● **TASK TO COMPLETE**
Within the records below, reproduce without change the lines from the line that has "let rate_applied = rate_applied.into_money()?;" through the line that has "let amount = Money::new(rate_applied)", and only those.

++++ PROVIDED MATERIAL ++++

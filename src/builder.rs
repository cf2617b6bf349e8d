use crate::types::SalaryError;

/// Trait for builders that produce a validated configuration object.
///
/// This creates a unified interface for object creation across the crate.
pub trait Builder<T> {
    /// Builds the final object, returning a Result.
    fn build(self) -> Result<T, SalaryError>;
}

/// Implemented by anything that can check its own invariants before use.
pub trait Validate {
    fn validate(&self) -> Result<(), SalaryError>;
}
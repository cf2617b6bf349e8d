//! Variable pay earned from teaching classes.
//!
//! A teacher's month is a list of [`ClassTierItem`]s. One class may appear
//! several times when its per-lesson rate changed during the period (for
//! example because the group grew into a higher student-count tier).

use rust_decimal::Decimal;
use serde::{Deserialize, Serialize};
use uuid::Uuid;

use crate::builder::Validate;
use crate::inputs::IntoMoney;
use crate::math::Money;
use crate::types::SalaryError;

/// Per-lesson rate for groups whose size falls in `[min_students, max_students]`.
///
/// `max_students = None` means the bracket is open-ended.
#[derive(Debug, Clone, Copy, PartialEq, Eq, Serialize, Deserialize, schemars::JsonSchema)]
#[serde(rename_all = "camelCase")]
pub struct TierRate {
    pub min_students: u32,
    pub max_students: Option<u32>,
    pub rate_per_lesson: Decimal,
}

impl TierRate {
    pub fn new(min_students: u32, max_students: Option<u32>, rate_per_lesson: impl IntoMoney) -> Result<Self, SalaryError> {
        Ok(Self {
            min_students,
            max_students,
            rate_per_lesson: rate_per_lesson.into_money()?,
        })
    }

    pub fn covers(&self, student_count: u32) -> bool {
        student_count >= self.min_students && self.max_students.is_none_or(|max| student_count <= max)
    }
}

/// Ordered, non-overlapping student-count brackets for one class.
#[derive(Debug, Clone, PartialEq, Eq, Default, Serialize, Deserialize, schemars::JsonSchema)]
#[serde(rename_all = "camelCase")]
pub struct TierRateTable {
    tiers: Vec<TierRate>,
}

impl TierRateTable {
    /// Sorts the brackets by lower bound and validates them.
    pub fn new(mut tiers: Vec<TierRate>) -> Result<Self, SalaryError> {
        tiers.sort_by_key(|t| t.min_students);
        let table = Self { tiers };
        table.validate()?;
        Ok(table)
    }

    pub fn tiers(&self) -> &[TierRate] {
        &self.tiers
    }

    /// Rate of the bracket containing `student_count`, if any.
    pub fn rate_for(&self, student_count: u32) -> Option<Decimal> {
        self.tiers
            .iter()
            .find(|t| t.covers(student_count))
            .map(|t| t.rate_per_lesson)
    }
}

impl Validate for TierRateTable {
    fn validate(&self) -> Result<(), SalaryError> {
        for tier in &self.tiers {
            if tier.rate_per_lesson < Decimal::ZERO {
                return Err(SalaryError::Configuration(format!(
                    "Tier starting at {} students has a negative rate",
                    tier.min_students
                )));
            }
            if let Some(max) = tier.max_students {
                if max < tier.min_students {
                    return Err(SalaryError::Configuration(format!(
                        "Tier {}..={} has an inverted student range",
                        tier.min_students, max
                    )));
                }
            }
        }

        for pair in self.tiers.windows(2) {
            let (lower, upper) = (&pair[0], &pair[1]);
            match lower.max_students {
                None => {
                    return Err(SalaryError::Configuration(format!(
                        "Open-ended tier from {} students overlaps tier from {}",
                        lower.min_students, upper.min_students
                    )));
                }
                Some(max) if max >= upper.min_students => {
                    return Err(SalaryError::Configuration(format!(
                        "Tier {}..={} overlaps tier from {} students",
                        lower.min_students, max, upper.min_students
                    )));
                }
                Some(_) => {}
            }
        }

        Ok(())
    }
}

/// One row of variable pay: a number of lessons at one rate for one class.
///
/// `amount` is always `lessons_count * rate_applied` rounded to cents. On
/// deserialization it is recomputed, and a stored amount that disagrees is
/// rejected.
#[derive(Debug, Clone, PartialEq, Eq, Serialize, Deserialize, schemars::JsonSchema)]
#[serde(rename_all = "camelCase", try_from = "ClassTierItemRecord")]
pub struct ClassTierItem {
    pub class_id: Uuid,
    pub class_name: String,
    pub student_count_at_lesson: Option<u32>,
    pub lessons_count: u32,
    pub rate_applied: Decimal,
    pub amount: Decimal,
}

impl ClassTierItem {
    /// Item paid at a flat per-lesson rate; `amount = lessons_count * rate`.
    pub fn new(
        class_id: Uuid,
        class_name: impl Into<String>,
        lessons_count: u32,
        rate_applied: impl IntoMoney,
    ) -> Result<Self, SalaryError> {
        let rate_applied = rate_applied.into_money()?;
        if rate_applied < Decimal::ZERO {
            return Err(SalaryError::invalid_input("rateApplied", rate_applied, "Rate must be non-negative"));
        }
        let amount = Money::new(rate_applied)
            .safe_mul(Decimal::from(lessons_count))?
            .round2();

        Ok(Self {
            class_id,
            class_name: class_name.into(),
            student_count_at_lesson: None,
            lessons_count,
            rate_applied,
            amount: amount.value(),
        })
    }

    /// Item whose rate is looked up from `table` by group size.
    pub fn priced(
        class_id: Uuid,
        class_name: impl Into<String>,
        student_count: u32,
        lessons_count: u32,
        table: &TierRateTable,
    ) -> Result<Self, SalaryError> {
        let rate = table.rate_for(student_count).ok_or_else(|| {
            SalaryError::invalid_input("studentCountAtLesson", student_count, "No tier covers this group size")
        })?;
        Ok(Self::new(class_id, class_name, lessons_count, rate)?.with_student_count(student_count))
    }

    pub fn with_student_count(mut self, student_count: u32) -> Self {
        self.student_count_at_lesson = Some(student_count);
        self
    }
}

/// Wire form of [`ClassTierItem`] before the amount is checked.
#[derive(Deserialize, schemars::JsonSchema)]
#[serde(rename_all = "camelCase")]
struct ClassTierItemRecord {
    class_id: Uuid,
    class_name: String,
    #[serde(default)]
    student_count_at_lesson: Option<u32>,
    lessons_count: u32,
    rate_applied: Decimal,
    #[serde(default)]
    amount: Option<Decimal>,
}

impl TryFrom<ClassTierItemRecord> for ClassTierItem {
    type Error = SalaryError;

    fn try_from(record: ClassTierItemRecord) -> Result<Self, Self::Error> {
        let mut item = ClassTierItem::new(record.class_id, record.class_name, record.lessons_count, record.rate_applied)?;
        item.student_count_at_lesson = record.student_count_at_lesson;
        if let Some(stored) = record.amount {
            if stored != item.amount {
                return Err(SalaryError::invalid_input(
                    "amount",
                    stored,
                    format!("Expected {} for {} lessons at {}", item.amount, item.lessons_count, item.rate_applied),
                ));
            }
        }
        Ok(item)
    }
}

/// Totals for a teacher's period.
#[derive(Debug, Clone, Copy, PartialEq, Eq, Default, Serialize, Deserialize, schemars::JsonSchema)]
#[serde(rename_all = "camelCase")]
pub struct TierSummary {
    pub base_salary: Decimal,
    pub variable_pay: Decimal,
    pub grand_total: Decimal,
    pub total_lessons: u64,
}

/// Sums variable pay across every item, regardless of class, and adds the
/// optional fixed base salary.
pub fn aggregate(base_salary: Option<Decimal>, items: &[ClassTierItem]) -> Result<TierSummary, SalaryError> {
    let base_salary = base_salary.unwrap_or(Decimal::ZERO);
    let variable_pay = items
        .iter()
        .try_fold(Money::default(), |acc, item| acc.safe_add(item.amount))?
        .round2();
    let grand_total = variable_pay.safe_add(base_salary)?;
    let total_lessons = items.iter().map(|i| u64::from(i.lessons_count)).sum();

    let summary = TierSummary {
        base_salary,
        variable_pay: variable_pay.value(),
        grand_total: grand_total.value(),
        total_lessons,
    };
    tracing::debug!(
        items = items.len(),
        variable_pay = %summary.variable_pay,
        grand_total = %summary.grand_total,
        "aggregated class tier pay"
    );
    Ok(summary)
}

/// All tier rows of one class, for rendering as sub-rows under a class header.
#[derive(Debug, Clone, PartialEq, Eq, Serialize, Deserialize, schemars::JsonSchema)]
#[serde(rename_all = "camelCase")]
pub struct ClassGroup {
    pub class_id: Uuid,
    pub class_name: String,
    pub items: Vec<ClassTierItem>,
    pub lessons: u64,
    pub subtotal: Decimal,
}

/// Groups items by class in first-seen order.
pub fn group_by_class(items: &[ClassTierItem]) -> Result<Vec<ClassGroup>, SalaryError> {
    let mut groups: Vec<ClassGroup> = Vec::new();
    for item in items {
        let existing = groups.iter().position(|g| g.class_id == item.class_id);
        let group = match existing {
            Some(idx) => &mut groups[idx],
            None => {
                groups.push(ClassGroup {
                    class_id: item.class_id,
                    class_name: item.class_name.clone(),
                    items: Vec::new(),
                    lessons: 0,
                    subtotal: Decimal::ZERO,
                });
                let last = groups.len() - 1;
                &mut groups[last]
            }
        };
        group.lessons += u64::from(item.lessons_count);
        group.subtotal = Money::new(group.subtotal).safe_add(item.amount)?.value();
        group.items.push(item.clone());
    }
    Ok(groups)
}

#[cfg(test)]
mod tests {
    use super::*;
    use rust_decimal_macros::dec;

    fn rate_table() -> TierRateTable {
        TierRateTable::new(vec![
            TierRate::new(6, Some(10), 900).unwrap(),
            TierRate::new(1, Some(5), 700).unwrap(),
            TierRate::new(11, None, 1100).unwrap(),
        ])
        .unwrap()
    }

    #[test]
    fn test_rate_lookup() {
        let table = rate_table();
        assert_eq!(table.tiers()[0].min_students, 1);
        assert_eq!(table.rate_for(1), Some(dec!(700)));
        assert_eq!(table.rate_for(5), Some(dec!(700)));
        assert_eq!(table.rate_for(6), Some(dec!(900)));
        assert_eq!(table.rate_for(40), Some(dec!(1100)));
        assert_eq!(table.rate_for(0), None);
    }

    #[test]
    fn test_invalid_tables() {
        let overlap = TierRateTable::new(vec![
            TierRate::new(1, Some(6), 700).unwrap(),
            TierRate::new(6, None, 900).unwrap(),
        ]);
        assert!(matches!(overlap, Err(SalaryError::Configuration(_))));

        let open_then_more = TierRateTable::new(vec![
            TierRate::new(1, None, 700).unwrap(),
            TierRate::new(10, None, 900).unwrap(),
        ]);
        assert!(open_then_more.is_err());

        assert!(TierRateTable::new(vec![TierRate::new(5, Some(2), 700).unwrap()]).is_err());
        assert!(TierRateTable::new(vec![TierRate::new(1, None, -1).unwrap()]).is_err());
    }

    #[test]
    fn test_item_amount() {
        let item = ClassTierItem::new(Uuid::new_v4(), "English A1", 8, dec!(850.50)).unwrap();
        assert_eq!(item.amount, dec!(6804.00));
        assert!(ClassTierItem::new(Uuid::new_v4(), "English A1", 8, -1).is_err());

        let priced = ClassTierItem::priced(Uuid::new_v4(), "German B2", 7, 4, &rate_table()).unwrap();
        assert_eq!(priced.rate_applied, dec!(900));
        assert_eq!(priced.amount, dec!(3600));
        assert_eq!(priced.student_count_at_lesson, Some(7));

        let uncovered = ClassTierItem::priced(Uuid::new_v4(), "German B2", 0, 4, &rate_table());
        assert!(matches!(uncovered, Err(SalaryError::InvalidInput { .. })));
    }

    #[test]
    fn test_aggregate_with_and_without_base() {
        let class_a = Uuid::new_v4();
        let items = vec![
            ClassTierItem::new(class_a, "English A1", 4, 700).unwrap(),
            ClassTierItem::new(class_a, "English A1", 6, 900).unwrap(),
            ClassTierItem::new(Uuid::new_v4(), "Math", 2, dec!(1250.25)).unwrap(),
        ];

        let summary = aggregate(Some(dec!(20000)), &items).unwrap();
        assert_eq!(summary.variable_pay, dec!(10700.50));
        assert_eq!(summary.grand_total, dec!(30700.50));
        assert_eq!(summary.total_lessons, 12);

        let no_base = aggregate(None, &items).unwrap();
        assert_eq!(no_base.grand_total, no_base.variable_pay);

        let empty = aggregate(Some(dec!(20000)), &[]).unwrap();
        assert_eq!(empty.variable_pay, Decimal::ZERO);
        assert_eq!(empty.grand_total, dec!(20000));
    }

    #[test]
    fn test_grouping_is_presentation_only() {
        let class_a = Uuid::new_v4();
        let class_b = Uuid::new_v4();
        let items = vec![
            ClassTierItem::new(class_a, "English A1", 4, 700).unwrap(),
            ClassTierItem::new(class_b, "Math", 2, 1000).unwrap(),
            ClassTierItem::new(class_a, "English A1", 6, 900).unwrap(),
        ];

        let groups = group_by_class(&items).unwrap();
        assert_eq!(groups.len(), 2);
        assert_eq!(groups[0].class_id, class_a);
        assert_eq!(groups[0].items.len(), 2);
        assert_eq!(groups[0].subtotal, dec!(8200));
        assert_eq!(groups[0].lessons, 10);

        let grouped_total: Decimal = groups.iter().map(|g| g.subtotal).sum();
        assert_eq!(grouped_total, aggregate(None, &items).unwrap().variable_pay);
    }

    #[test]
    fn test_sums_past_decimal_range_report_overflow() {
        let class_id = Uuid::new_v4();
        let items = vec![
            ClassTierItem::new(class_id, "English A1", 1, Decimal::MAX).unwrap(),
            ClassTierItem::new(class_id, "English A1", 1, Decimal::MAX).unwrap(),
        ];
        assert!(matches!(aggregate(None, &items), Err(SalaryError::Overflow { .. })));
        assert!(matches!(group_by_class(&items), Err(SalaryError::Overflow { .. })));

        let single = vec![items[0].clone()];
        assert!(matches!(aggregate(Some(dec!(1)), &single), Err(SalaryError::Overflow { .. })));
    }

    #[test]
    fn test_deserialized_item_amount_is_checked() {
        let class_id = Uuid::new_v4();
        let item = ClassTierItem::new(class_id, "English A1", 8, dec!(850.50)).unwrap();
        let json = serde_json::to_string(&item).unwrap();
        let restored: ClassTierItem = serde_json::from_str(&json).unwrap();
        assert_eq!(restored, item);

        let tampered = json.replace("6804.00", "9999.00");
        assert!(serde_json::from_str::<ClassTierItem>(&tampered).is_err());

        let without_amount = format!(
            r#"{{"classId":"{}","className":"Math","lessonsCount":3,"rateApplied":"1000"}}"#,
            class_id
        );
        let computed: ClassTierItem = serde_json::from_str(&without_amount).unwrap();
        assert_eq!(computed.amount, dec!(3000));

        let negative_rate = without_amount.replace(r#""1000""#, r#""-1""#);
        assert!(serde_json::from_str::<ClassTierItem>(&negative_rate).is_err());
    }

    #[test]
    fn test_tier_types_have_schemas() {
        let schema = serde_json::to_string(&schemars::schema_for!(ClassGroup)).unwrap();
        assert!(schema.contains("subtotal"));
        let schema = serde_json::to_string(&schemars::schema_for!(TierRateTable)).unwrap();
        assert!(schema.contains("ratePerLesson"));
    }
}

++++

● **TASK RESULT**
        let rate_applied = rate_applied.into_money()?;
        if rate_applied < Decimal::ZERO {
            return Err(SalaryError::invalid_input("rateApplied", rate_applied, "Rate must be non-negative"));
        }
        let amount = Money::new(rate_applied)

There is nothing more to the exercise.